Donald Trump has attacked Republicans who plan to certify Joe Biden’s election as US president as members of a “surrender caucus”, deepening the intraparty split over the looming transfer of power in Washington.
In a series of tweets on Monday morning, the outgoing US president pressured lawmakers from his own party to join his attempt to overturn the results of the November election, just days before Congress is to meet to formally certify the result.
Mr Trump is facing a backlash from across the political spectrum over a call he made during the weekend to Brad Raffensperger, Georgia’s secretary of state, urging him to “find” extra votes to reverse Mr Biden’s win in the southern state.
During a press conference on Monday, Gabriel Sterling, a top Georgia election official, accused Mr Trump and his allies of peddling debunked conspiracy theories and other disinformation as part of his push to change the state’s result.
He said the president’s legal team had edited a video to suggest vote tampering during the November election and spread other verifiably false allegations, including switched votes by the state’s voting machines and shredded ballots.
“This is all easily, provably false. Yet the president persists, and by doing so undermines Georgians’ faith in the election system,” Mr Sterling said.
A joint session of Congress is expected on Wednesday to certify Mr Biden’s electoral college victory. Twelve Republican senators, led by Ted Cruz of Texas and Josh Hawley of Missouri, have said they would object to Mr Biden’s win based on unfounded allegations of voter fraud. Many other Republicans, including longtime Trump allies, are expected to accept the election result — which triggered the president’s wrath.
“The ‘Surrender Caucus’ within the Republican party will go down in infamy as weak and ineffective ‘guardians’ of our Nation, who were willing to accept the certification of fraudulent presidential numbers!” Mr Trump wrote.

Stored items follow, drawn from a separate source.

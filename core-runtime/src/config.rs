//! # Core Configuration Module
//!
//! Builder for the collaborators and feature switches of the playback core.
//!
//! ## Overview
//!
//! [`CoreConfig::builder`] collects the host bridges, applies desktop defaults
//! where the `desktop-shims` feature provides them, and validates that every
//! enabled feature has the bridge it needs before anything starts.
//!
//! ## Required Dependencies
//!
//! - `PlayerFactory` - local decoder instances (no default on any platform)
//! - `HttpClient` - track transfers (desktop default: reqwest)
//! - `FileSystemAccess` - track cache (desktop default: tokio fs under `cache_dir`)
//! - `SettingsStore` - preferences and the saved queue (desktop default: SQLite)
//!
//! ## Optional Dependencies
//!
//! - `MusicService` - stars, bookmarks, playlists, user roles, scrobbling
//! - `ShuffleSource` - endless shuffle
//! - `JukeboxClient` - server-side playback
//! - `StreamingSdk` - external streaming backend
//! - `NetworkMonitor` - gates transfers on connectivity
//! - `Clock` - defaults to the system clock
//!
//! ## Usage
//!
//! ```ignore
//! use core_runtime::config::CoreConfig;
//! use std::sync::Arc;
//!
//! let config = CoreConfig::builder()
//!     .database_path("/data/player/settings.db")
//!     .cache_dir("/data/player/cache")
//!     .player_factory(Arc::new(MyPlayerFactory))
//!     .music_service(Arc::new(MyServerClient))
//!     .enable_scrobbling(true)
//!     .build()?;
//! ```
//!
//! ## Error Handling
//!
//! Missing bridges produce [`Error::CapabilityMissing`] with a message naming
//! the trait and how to provide it; inconsistent feature flags produce
//! [`Error::Config`].

use crate::error::{Error, Result};
use bridge_traits::{
    Clock, FileSystemAccess, HttpClient, JukeboxClient, MusicService, NetworkMonitor,
    PlayerFactory, SettingsStore, ShuffleSource, StreamingSdk, SystemClock,
};
use std::path::{Path, PathBuf};
use std::sync::Arc;

/// Resolved collaborators and settings for the playback core.
#[derive(Clone)]
pub struct CoreConfig {
    /// Path to the SQLite settings database (desktop default store)
    pub database_path: PathBuf,

    /// Root of the track cache
    pub cache_dir: PathBuf,

    pub player_factory: Arc<dyn PlayerFactory>,
    pub http_client: Arc<dyn HttpClient>,
    pub file_system: Arc<dyn FileSystemAccess>,
    pub settings_store: Arc<dyn SettingsStore>,
    pub music_service: Option<Arc<dyn MusicService>>,
    pub shuffle_source: Option<Arc<dyn ShuffleSource>>,
    pub jukebox_client: Option<Arc<dyn JukeboxClient>>,
    pub streaming_sdk: Option<Arc<dyn StreamingSdk>>,
    pub network_monitor: Option<Arc<dyn NetworkMonitor>>,
    pub clock: Arc<dyn Clock>,

    pub features: FeatureFlags,
}

impl std::fmt::Debug for CoreConfig {
    fn fmt(&self, f: &mut std::fmt::Formatter<'_>) -> std::fmt::Result {
        f.debug_struct("CoreConfig")
            .field("database_path", &self.database_path)
            .field("cache_dir", &self.cache_dir)
            .field("music_service", &self.music_service.is_some())
            .field("shuffle_source", &self.shuffle_source.is_some())
            .field("jukebox_client", &self.jukebox_client.is_some())
            .field("streaming_sdk", &self.streaming_sdk.is_some())
            .field("network_monitor", &self.network_monitor.is_some())
            .field("features", &self.features)
            .finish_non_exhaustive()
    }
}

/// Feature flags control optional functionality.
///
/// Each flag needs the matching bridge; [`CoreConfig::validate`] rejects a
/// flag without its bridge.
#[derive(Debug, Clone, Copy, PartialEq, Eq, Default)]
pub struct FeatureFlags {
    /// Allow switching playback to the server jukebox (needs `JukeboxClient` and `MusicService`)
    pub enable_jukebox: bool,

    /// Route `spotify:` URIs to the external streaming backend (needs `StreamingSdk`)
    pub enable_streaming_backend: bool,

    /// Report now-playing and finished listens (needs `MusicService`)
    pub enable_scrobbling: bool,

    /// Keep the queue topped up from the shuffle buffer (needs `ShuffleSource`)
    pub enable_endless_shuffle: bool,

    /// Only transfer while connected (needs `NetworkMonitor`)
    pub enable_network_awareness: bool,
}

impl CoreConfig {
    pub fn builder() -> CoreConfigBuilder {
        CoreConfigBuilder::default()
    }

    /// Check paths and feature/bridge consistency.
    pub fn validate(&self) -> Result<()> {
        if self.database_path.as_os_str().is_empty() {
            return Err(Error::Config("Database path cannot be empty".to_string()));
        }

        if self.cache_dir.as_os_str().is_empty() {
            return Err(Error::Config("Cache directory cannot be empty".to_string()));
        }

        let checks: [(bool, bool, &str); 5] = [
            (
                self.features.enable_jukebox,
                self.jukebox_client.is_some() && self.music_service.is_some(),
                "Jukebox enabled but JukeboxClient or MusicService missing",
            ),
            (
                self.features.enable_streaming_backend,
                self.streaming_sdk.is_some(),
                "Streaming backend enabled but no StreamingSdk provided",
            ),
            (
                self.features.enable_scrobbling,
                self.music_service.is_some(),
                "Scrobbling enabled but no MusicService provided",
            ),
            (
                self.features.enable_endless_shuffle,
                self.shuffle_source.is_some(),
                "Endless shuffle enabled but no ShuffleSource provided",
            ),
            (
                self.features.enable_network_awareness,
                self.network_monitor.is_some(),
                "Network awareness enabled but no NetworkMonitor provided",
            ),
        ];

        for (enabled, satisfied, message) in checks {
            if enabled && !satisfied {
                return Err(Error::Config(format!(
                    "{}. Disable the feature or inject the implementation.",
                    message
                )));
            }
        }

        Ok(())
    }
}

fn player_factory_missing_error() -> Error {
    Error::CapabilityMissing {
        capability: "PlayerFactory".to_string(),
        message: "A PlayerFactory is required to create local decoders. \
                 Desktop: wrap the audio output library of the host application. \
                 Mobile: wrap the platform media player."
            .to_string(),
    }
}

#[cfg(not(feature = "desktop-shims"))]
fn desktop_default_missing_error(capability: &str) -> Error {
    Error::CapabilityMissing {
        capability: capability.to_string(),
        message: format!(
            "{} implementation is required. \
             Desktop: enable the 'desktop-shims' feature to use the bundled default. \
             Mobile: inject the platform adapter.",
            capability
        ),
    }
}

#[cfg(feature = "desktop-shims")]
fn provide_default_http_client() -> Result<Arc<dyn HttpClient>> {
    let client = bridge_desktop::ReqwestHttpClient::new()
        .map_err(|source| Error::DefaultAdapter {
            adapter: "HttpClient",
            source,
        })?;
    Ok(Arc::new(client))
}

#[cfg(not(feature = "desktop-shims"))]
fn provide_default_http_client() -> Result<Arc<dyn HttpClient>> {
    Err(desktop_default_missing_error("HttpClient"))
}

#[cfg(feature = "desktop-shims")]
fn provide_default_file_system(cache_dir: &Path) -> Result<Arc<dyn FileSystemAccess>> {
    Ok(Arc::new(bridge_desktop::TokioFileSystem::with_cache_dir(
        cache_dir.to_path_buf(),
    )))
}

#[cfg(not(feature = "desktop-shims"))]
fn provide_default_file_system(_cache_dir: &Path) -> Result<Arc<dyn FileSystemAccess>> {
    Err(desktop_default_missing_error("FileSystemAccess"))
}

#[cfg(feature = "desktop-shims")]
fn provide_default_settings_store(database_path: &Path) -> Result<Arc<dyn SettingsStore>> {
    use bridge_desktop::SqliteSettingsStore;
    use std::thread;
    use tokio::runtime::{Builder, Handle};

    let init_store = |path: PathBuf| -> Result<SqliteSettingsStore> {
        let runtime = Builder::new_current_thread().enable_all().build().map_err(|e| {
            Error::Internal(format!(
                "Failed to create Tokio runtime for default settings store: {}",
                e
            ))
        })?;

        runtime
            .block_on(SqliteSettingsStore::new(path))
            .map_err(|source| Error::DefaultAdapter {
                adapter: "SettingsStore",
                source,
            })
    };

    let path = database_path.to_path_buf();
    let store = match Handle::try_current() {
        // Cannot block_on inside a runtime; build on a scratch thread.
        Ok(_) => thread::spawn(move || init_store(path)).join().map_err(|_| {
            Error::Internal("Thread panicked while creating default SettingsStore".to_string())
        })??,
        Err(_) => init_store(path)?,
    };

    Ok(Arc::new(store))
}

#[cfg(not(feature = "desktop-shims"))]
fn provide_default_settings_store(_database_path: &Path) -> Result<Arc<dyn SettingsStore>> {
    Err(desktop_default_missing_error("SettingsStore"))
}

/// Builder for [`CoreConfig`].
#[derive(Default)]
pub struct CoreConfigBuilder {
    database_path: Option<PathBuf>,
    cache_dir: Option<PathBuf>,
    player_factory: Option<Arc<dyn PlayerFactory>>,
    http_client: Option<Arc<dyn HttpClient>>,
    file_system: Option<Arc<dyn FileSystemAccess>>,
    settings_store: Option<Arc<dyn SettingsStore>>,
    music_service: Option<Arc<dyn MusicService>>,
    shuffle_source: Option<Arc<dyn ShuffleSource>>,
    jukebox_client: Option<Arc<dyn JukeboxClient>>,
    streaming_sdk: Option<Arc<dyn StreamingSdk>>,
    network_monitor: Option<Arc<dyn NetworkMonitor>>,
    clock: Option<Arc<dyn Clock>>,
    features: FeatureFlags,
}

impl CoreConfigBuilder {
    pub fn database_path<P: Into<PathBuf>>(mut self, path: P) -> Self {
        self.database_path = Some(path.into());
        self
    }

    pub fn cache_dir<P: Into<PathBuf>>(mut self, path: P) -> Self {
        self.cache_dir = Some(path.into());
        self
    }

    pub fn player_factory(mut self, factory: Arc<dyn PlayerFactory>) -> Self {
        self.player_factory = Some(factory);
        self
    }

    pub fn http_client(mut self, client: Arc<dyn HttpClient>) -> Self {
        self.http_client = Some(client);
        self
    }

    pub fn file_system(mut self, fs: Arc<dyn FileSystemAccess>) -> Self {
        self.file_system = Some(fs);
        self
    }

    pub fn settings_store(mut self, store: Arc<dyn SettingsStore>) -> Self {
        self.settings_store = Some(store);
        self
    }

    pub fn music_service(mut self, service: Arc<dyn MusicService>) -> Self {
        self.music_service = Some(service);
        self
    }

    pub fn shuffle_source(mut self, source: Arc<dyn ShuffleSource>) -> Self {
        self.shuffle_source = Some(source);
        self
    }

    pub fn jukebox_client(mut self, client: Arc<dyn JukeboxClient>) -> Self {
        self.jukebox_client = Some(client);
        self
    }

    pub fn streaming_sdk(mut self, sdk: Arc<dyn StreamingSdk>) -> Self {
        self.streaming_sdk = Some(sdk);
        self
    }

    pub fn network_monitor(mut self, monitor: Arc<dyn NetworkMonitor>) -> Self {
        self.network_monitor = Some(monitor);
        self
    }

    pub fn clock(mut self, clock: Arc<dyn Clock>) -> Self {
        self.clock = Some(clock);
        self
    }

    pub fn enable_jukebox(mut self, enabled: bool) -> Self {
        self.features.enable_jukebox = enabled;
        self
    }

    pub fn enable_streaming_backend(mut self, enabled: bool) -> Self {
        self.features.enable_streaming_backend = enabled;
        self
    }

    pub fn enable_scrobbling(mut self, enabled: bool) -> Self {
        self.features.enable_scrobbling = enabled;
        self
    }

    pub fn enable_endless_shuffle(mut self, enabled: bool) -> Self {
        self.features.enable_endless_shuffle = enabled;
        self
    }

    pub fn enable_network_awareness(mut self, enabled: bool) -> Self {
        self.features.enable_network_awareness = enabled;
        self
    }

    pub fn features(mut self, features: FeatureFlags) -> Self {
        self.features = features;
        self
    }

    /// Resolve defaults and validate.
    ///
    /// # Errors
    ///
    /// - [`Error::Config`] when a path is missing or a feature lacks its bridge
    /// - [`Error::CapabilityMissing`] when a required bridge has no default
    pub fn build(self) -> Result<CoreConfig> {
        let database_path = self.database_path.ok_or_else(|| {
            Error::Config("Database path is required. Use .database_path() to set it.".to_string())
        })?;

        let cache_dir = self.cache_dir.ok_or_else(|| {
            Error::Config("Cache directory is required. Use .cache_dir() to set it.".to_string())
        })?;

        let player_factory = self.player_factory.ok_or_else(player_factory_missing_error)?;

        let http_client = match self.http_client {
            Some(client) => client,
            None => provide_default_http_client()?,
        };

        let file_system = match self.file_system {
            Some(fs) => fs,
            None => provide_default_file_system(&cache_dir)?,
        };

        let settings_store = match self.settings_store {
            Some(store) => store,
            None => provide_default_settings_store(&database_path)?,
        };

        let config = CoreConfig {
            database_path,
            cache_dir,
            player_factory,
            http_client,
            file_system,
            settings_store,
            music_service: self.music_service,
            shuffle_source: self.shuffle_source,
            jukebox_client: self.jukebox_client,
            streaming_sdk: self.streaming_sdk,
            network_monitor: self.network_monitor,
            clock: self.clock.unwrap_or_else(|| Arc::new(SystemClock)),
            features: self.features,
        };

        config.validate()?;

        Ok(config)
    }
}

Mr Trump has singled out Tom Cotton — typically a reliable conservative ally on Capitol Hill — after the Arkansas senator said he would not join other Republican objectors to Mr Biden’s win.
“@SenTomCotton Republicans have pluses & minuses, but one thing is sure, THEY NEVER FORGET!”, the president wrote.
In a statement on Monday, Rob Portman, a senator from Ohio, became the latest Republican to defy Mr Trump, saying he would not object to Mr Biden’s certification.
“The constitution created a system for electing the president through the Electoral College that ensures the people and the states hold the power, not Congress. I cannot support allowing Congress to thwart the will of the voters,” he said.
But Kelly Loeffler, the Georgia Republican senator facing a tough run-off race for re-election on Tuesday, said in a statement that she would join the challenge to the November election result.
Mr Trump’s increasingly frantic efforts to avoid leaving the White House on January 20 have created a febrile atmosphere in Washington and stoked new fears over the prospects for a smooth transition on inauguration day.
They have also prompted warnings from business that some Republicans were threatening democracy by attempting to oppose certifying the presidential election results.
“Efforts by some members of Congress to disregard certified election results . . . undermines our democracy and the rule of law and will only result in further division,” said Tom Donohue, chief executive of the US Chamber of Commerce, the business lobby.
Almost 200 business leaders signed a separate statement from the Partnership for New York City, warning that attempts to thwart certification of the results “run counter to the essential tenets of our democracy” and would distract from responding to the country’s health and economic crises.
Democrats said they were disturbed by Mr Trump’s approach. At a rally ahead of two pivotal Senate run-off races in Georgia on Tuesday, Kamala Harris, the incoming vice-president, attacked Mr Trump for his call to Mr Raffensperger.
“It was certainly the voice of desperation, most certainly that. And it was a bald, bald-faced, bold abuse of power by the president of the United States,” she said on Sunday night.
Ted Lieu, a Democratic lawmaker from California, and Kathleen Rice, a Democratic lawmaker from New York, on Monday asked the FBI to open a criminal investigation into Mr Trump’s call for “solicitation of, or conspiracy to commit, a number of election crimes”.
Foley & Lardner, a US law firm, on Monday attempted to distance itself from one of its partners, Cleta Mitchell, who joined Mr Trump on the call. The firm said it was “concerned” by Ms Mitchell’s participation in the call and was “working to understand her involvement more thoroughly.”
The firm said it was not representing any parties seeking to contest the result of the election.
Mr Trump’s most loyal backers on Capitol Hill have stuck by him. Marsha Blackburn, the Republican senator from Tennessee and one of the upper-chamber lawmakers intending to object to the certification of Mr Biden’s victory, told Fox News on Monday that the president’s call to Mr Raffensperger searching for votes was “not a helpful call”.
But she reaffirmed the plan to object to Mr Biden’s victory and establish a commission to report back on fraud claims within 10 days.
“When there are allegations of fraud and when there’s all this conversation that is taking place around the election results, one of the things that we should do is define the problem and then offer an action item that will get us to a solution,” she said. “And that’s exactly what we are doing.”